- _TASK BRIEF_: Please copy every line with the string "FakeSurface" from the entries below.

[PROVIDED DATA Boundary: Start]

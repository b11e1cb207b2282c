//! In-memory job site implementing the driver traits for unit tests.
//!
//! Pages are rendered from [`SiteState`] on every query, so clicks and
//! logins show up on the next read the same way they do on the real site.
//! Selector matching is exact string comparison against an element's tags.

use std::sync::Arc;
use std::time::Duration;

use async_trait::async_trait;
use jobpilot_protocol::Cookie;
use jobpilot_runtime::{Browser, Error, LaunchOptions, Launcher, Node, Result, Scope, Surface};
use parking_lot::{Mutex, MutexGuard};

use crate::site;

pub(crate) const SESSION_COOKIE: &str = "wt2";

#[derive(Debug, Clone, PartialEq, Eq)]
pub(crate) enum Action {
	OpenDetail(usize),
	Chat(usize),
	SmsTab,
	SendCode,
}

#[derive(Debug, Clone)]
pub(crate) struct FakeElement {
	tags: Vec<String>,
	text: String,
	attrs: Vec<(String, String)>,
	action: Option<Action>,
	children: Vec<FakeElement>,
}

impl FakeElement {
	pub(crate) fn new(tag: &str) -> Self {
		Self {
			tags: vec![tag.to_string()],
			text: String::new(),
			attrs: Vec::new(),
			action: None,
			children: Vec::new(),
		}
	}

	pub(crate) fn tag(mut self, tag: &str) -> Self {
		self.tags.push(tag.to_string());
		self
	}

	pub(crate) fn text(mut self, text: &str) -> Self {
		self.text = text.to_string();
		self
	}

	pub(crate) fn attr(mut self, name: &str, value: &str) -> Self {
		self.attrs.push((name.to_string(), value.to_string()));
		self
	}

	pub(crate) fn action(mut self, action: Action) -> Self {
		self.action = Some(action);
		self
	}

	pub(crate) fn child(mut self, child: FakeElement) -> Self {
		self.children.push(child);
		self
	}

	fn full_text(&self) -> String {
		let mut parts = vec![self.text.clone()];
		parts.extend(self.children.iter().map(FakeElement::full_text));
		parts.retain(|part| !part.is_empty());
		parts.join("\n")
	}
}

fn matching(children: &[FakeElement], css: &str, out: &mut Vec<FakeElement>) {
	for child in children {
		if child.tags.iter().any(|tag| tag == css) {
			out.push(child.clone());
		}
		matching(&child.children, css, out);
	}
}

/// One job card on the results page.
#[derive(Debug, Clone)]
pub(crate) struct Listing {
	pub title: Option<String>,
	pub company: Option<String>,
	pub salary: Option<String>,
	pub chat_label: Option<String>,
	pub stale_chat: bool,
	pub linked: bool,
}

impl Listing {
	pub(crate) fn new(title: &str) -> Self {
		Self {
			title: Some(title.to_string()),
			company: Some("示例科技".to_string()),
			salary: Some("20-30K".to_string()),
			chat_label: Some("立即沟通".to_string()),
			stale_chat: false,
			linked: true,
		}
	}

	pub(crate) fn contacted(mut self) -> Self {
		self.chat_label = Some("继续沟通".to_string());
		self
	}

	pub(crate) fn stale(mut self) -> Self {
		self.stale_chat = true;
		self
	}

	pub(crate) fn without_control(mut self) -> Self {
		self.chat_label = None;
		self
	}

	pub(crate) fn unlinked(mut self) -> Self {
		self.linked = false;
		self
	}

	pub(crate) fn anonymous(mut self) -> Self {
		self.title = None;
		self.company = None;
		self.salary = None;
		self
	}
}

fn detail_url(index: usize) -> String {
	format!("{}/job_detail/{index}.html", site::BASE_URL)
}

#[derive(Debug, Default)]
pub(crate) struct SiteState {
	pub logged_in: bool,
	/// The user finishes verification after this many URL reads on the login page.
	pub verify_after_polls: Option<usize>,
	pub polls: usize,
	pub listings: Vec<Listing>,
	pub login_page_down: bool,
	pub disconnected: bool,
	pub fail_launch: bool,
	pub failing_queries: bool,
	pub static_page: Option<(Vec<FakeElement>, String)>,
	pub applied: Vec<usize>,
	pub sms_tab_clicked: bool,
	pub phone_filled: Option<String>,
	pub code_sent: bool,
	pub popup: Option<String>,
	pub open_extra: Vec<usize>,
	pub next_surface: usize,
	pub gotos: Vec<String>,
	pub launches: usize,
	pub closed_browsers: usize,
	pub last_launch: Option<LaunchOptions>,
	pub restored_cookies: Vec<Cookie>,
}

impl SiteState {
	fn render(&self, url: &str) -> (Vec<FakeElement>, String) {
		if let Some(page) = &self.static_page {
			return page.clone();
		}
		if site::is_login_url(url) {
			return (
				vec![
					FakeElement::new("[ka=\"smslogin\"]").text("短信登录").action(Action::SmsTab),
					FakeElement::new("input[name=\"phone\"]"),
					FakeElement::new("button").text("获取验证码").action(Action::SendCode),
				],
				"短信登录 获取验证码".to_string(),
			);
		}
		if url.contains(site::JOB_PATH) {
			if !self.logged_in {
				return (Vec::new(), "登录后查看更多职位".to_string());
			}
			let mut children = vec![FakeElement::new(".user-nav img")];
			children.extend(self.listings.iter().enumerate().map(|(index, listing)| card(index, listing)));
			return (children, "职位列表".to_string());
		}
		if let Some(index) = url.strip_prefix(&format!("{}/job_detail/", site::BASE_URL)).and_then(|rest| rest.strip_suffix(".html")).and_then(|n| n.parse::<usize>().ok()) {
			let Some(listing) = self.listings.get(index) else {
				return (Vec::new(), String::new());
			};
			let children = listing
				.chat_label
				.as_deref()
				.map(|label| vec![FakeElement::new(".btn-startchat").tag("button").text(label).action(Action::Chat(index))])
				.unwrap_or_default();
			return (children, listing.title.clone().unwrap_or_default());
		}
		(Vec::new(), String::new())
	}
}

fn card(index: usize, listing: &Listing) -> FakeElement {
	let mut card = FakeElement::new("li.job-card-box").action(Action::OpenDetail(index));
	if let Some(title) = &listing.title {
		card = card.child(FakeElement::new(".job-name").text(title));
	}
	if let Some(company) = &listing.company {
		card = card.child(FakeElement::new(".company-name").text(company));
	}
	if let Some(salary) = &listing.salary {
		card = card.child(FakeElement::new(".salary").text(salary));
	}
	if listing.linked {
		card = card.child(FakeElement::new("a[href*=\"job_detail\"]").attr("href", &format!("/job_detail/{index}.html")));
	}
	card
}

/// Handle to the shared site state.
#[derive(Debug, Clone, Default)]
pub(crate) struct FakeSite(Arc<Mutex<SiteState>>);

impl FakeSite {
	pub(crate) fn state(&self) -> MutexGuard<'_, SiteState> {
		self.0.lock()
	}

	pub(crate) fn logged_in(self) -> Self {
		self.state().logged_in = true;
		self
	}

	pub(crate) fn verify_after(self, polls: usize) -> Self {
		self.state().verify_after_polls = Some(polls);
		self
	}

	pub(crate) fn listings(self, listings: Vec<Listing>) -> Self {
		self.state().listings = listings;
		self
	}

	pub(crate) fn launcher(&self) -> FakeLauncher {
		FakeLauncher { site: self.clone() }
	}

	fn surface(&self, url: &str) -> FakeSurface {
		let id = {
			let mut state = self.state();
			state.next_surface += 1;
			state.next_surface
		};
		FakeSurface {
			site: self.clone(),
			id,
			url: Arc::new(Mutex::new(url.to_string())),
		}
	}
}

pub(crate) struct FakeSurface {
	site: FakeSite,
	id: usize,
	url: Arc<Mutex<String>>,
}

impl FakeSurface {
	/// A standalone surface showing fixed content.
	pub(crate) fn with_children(children: Vec<FakeElement>) -> Self {
		let site = FakeSite::default();
		site.state().static_page = Some((children, String::new()));
		site.surface("about:blank")
	}

	pub(crate) fn body_text(self, text: &str) -> Self {
		if let Some(page) = self.site.state().static_page.as_mut() {
			page.1 = text.to_string();
		}
		self
	}

	pub(crate) fn at(self, url: &str) -> Self {
		*self.url.lock() = url.to_string();
		self
	}

	pub(crate) fn failing_queries(self) -> Self {
		self.site.state().failing_queries = true;
		self
	}

	fn render(&self) -> Result<(Vec<FakeElement>, String)> {
		let state = self.site.state();
		if state.failing_queries {
			return Err(Error::Cdp("query failed".into()));
		}
		if state.disconnected {
			return Err(Error::Disconnected("browser gone".into()));
		}
		Ok(state.render(&self.url.lock()))
	}
}

#[async_trait]
impl Scope for FakeSurface {
	type Node = FakeNode;

	async fn query_all(&self, css: &str) -> Result<Vec<FakeNode>> {
		let (children, _) = self.render()?;
		let mut found = Vec::new();
		matching(&children, css, &mut found);
		Ok(found.into_iter().map(|element| FakeNode { element, site: self.site.clone() }).collect())
	}

	async fn text(&self) -> Result<String> {
		let (children, body) = self.render()?;
		let mut parts = vec![body];
		parts.extend(children.iter().map(FakeElement::full_text));
		Ok(parts.join("\n"))
	}
}

#[async_trait]
impl Surface for FakeSurface {
	async fn goto(&self, url: &str, timeout: Duration) -> Result<()> {
		let mut state = self.site.state();
		state.gotos.push(url.to_string());
		if state.disconnected {
			return Err(Error::Disconnected("browser gone".into()));
		}
		if state.login_page_down && site::is_login_url(url) {
			return Err(Error::Navigation {
				url: url.to_string(),
				source: Box::new(Error::timeout("page load", timeout)),
			});
		}
		*self.url.lock() = url.to_string();
		Ok(())
	}

	async fn url(&self) -> Result<String> {
		let mut state = self.site.state();
		let mut url = self.url.lock();
		if site::is_login_url(&url) && !state.logged_in {
			if let Some(after) = state.verify_after_polls {
				state.polls += 1;
				if state.polls >= after {
					state.logged_in = true;
					*url = site::job_home_url();
				}
			}
		}
		Ok(url.clone())
	}

	async fn close(self) -> Result<()> {
		self.site.state().open_extra.retain(|id| *id != self.id);
		Ok(())
	}
}

pub(crate) struct FakeNode {
	element: FakeElement,
	site: FakeSite,
}

#[async_trait]
impl Scope for FakeNode {
	type Node = FakeNode;

	async fn query_all(&self, css: &str) -> Result<Vec<FakeNode>> {
		let mut found = Vec::new();
		matching(&self.element.children, css, &mut found);
		Ok(found.into_iter().map(|element| FakeNode { element, site: self.site.clone() }).collect())
	}

	async fn text(&self) -> Result<String> {
		Ok(self.element.full_text())
	}
}

#[async_trait]
impl Node for FakeNode {
	async fn attribute(&self, name: &str) -> Result<Option<String>> {
		Ok(self.element.attrs.iter().find(|(key, _)| key == name).map(|(_, value)| value.clone()))
	}

	async fn click(&self) -> Result<()> {
		let mut state = self.site.state();
		if state.disconnected {
			return Err(Error::Disconnected("browser gone".into()));
		}
		match &self.element.action {
			Some(Action::Chat(index)) => {
				if state.listings.get(*index).is_some_and(|listing| listing.stale_chat) {
					return Err(Error::Detached("node is detached from document".into()));
				}
				state.applied.push(*index);
			}
			Some(Action::OpenDetail(index)) => state.popup = Some(detail_url(*index)),
			Some(Action::SmsTab) => state.sms_tab_clicked = true,
			Some(Action::SendCode) => state.code_sent = true,
			None => {}
		}
		Ok(())
	}

	async fn fill(&self, value: &str) -> Result<()> {
		self.site.state().phone_filled = Some(value.to_string());
		Ok(())
	}
}

pub(crate) struct FakeBrowser {
	site: FakeSite,
	main: FakeSurface,
}

impl FakeBrowser {
	fn open(&self, url: &str) -> FakeSurface {
		let surface = self.site.surface(url);
		self.site.state().open_extra.push(surface.id);
		surface
	}
}

#[async_trait]
impl Browser for FakeBrowser {
	type Surface = FakeSurface;

	fn main_surface(&self) -> &FakeSurface {
		&self.main
	}

	async fn open_linked(&self, _from: &FakeSurface, node: &FakeNode, timeout: Duration) -> Result<FakeSurface> {
		if let Some(href) = node.attribute("href").await? {
			let url = if href.starts_with('/') { format!("{}{href}", site::BASE_URL) } else { href };
			return Ok(self.open(&url));
		}
		node.click().await?;
		let popup = self.site.state().popup.take();
		match popup {
			Some(url) => Ok(self.open(&url)),
			None => Err(Error::timeout("new surface after click", timeout)),
		}
	}

	async fn close_extra_surfaces(&self) -> Result<usize> {
		let mut state = self.site.state();
		let closed = state.open_extra.len();
		state.open_extra.clear();
		Ok(closed)
	}

	async fn cookies(&self) -> Result<Vec<Cookie>> {
		let state = self.site.state();
		if state.disconnected {
			return Err(Error::Disconnected("browser gone".into()));
		}
		Ok(if state.logged_in { vec![Cookie::new(SESSION_COOKIE, "token", ".zhipin.com")] } else { Vec::new() })
	}

	async fn set_cookies(&self, cookies: &[Cookie]) -> Result<()> {
		let mut state = self.site.state();
		state.restored_cookies = cookies.to_vec();
		if cookies.iter().any(|cookie| cookie.name == SESSION_COOKIE) {
			state.logged_in = true;
		}
		Ok(())
	}

	async fn close(&mut self) -> Result<()> {
		self.site.state().closed_browsers += 1;
		Ok(())
	}
}

pub(crate) struct FakeLauncher {
	site: FakeSite,
}

#[async_trait]
impl Launcher for FakeLauncher {
	type Browser = FakeBrowser;

	async fn launch(&self, options: &LaunchOptions) -> Result<FakeBrowser> {
		{
			let mut state = self.site.state();
			state.launches += 1;
			state.last_launch = Some(options.clone());
			if state.fail_launch {
				return Err(Error::Launch("no browser binary".into()));
			}
			state.disconnected = false;
			state.static_page = None;
		}
		Ok(FakeBrowser {
			main: self.site.surface("about:blank"),
			site: self.site.clone(),
		})
	}
}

[PROVIDED DATA Boundary: End]

- _OUTPUT OF THE EXERCISE_:
	fn surface(&self, url: &str) -> FakeSurface {
		FakeSurface {
pub(crate) struct FakeSurface {
impl FakeSurface {
impl Scope for FakeSurface {
impl Surface for FakeSurface {
	main: FakeSurface,
	fn open(&self, url: &str) -> FakeSurface {
	type Surface = FakeSurface;
	fn main_surface(&self) -> &FakeSurface {
	async fn open_linked(&self, _from: &FakeSurface, node: &FakeNode, timeout: Duration) -> Result<FakeSurface> {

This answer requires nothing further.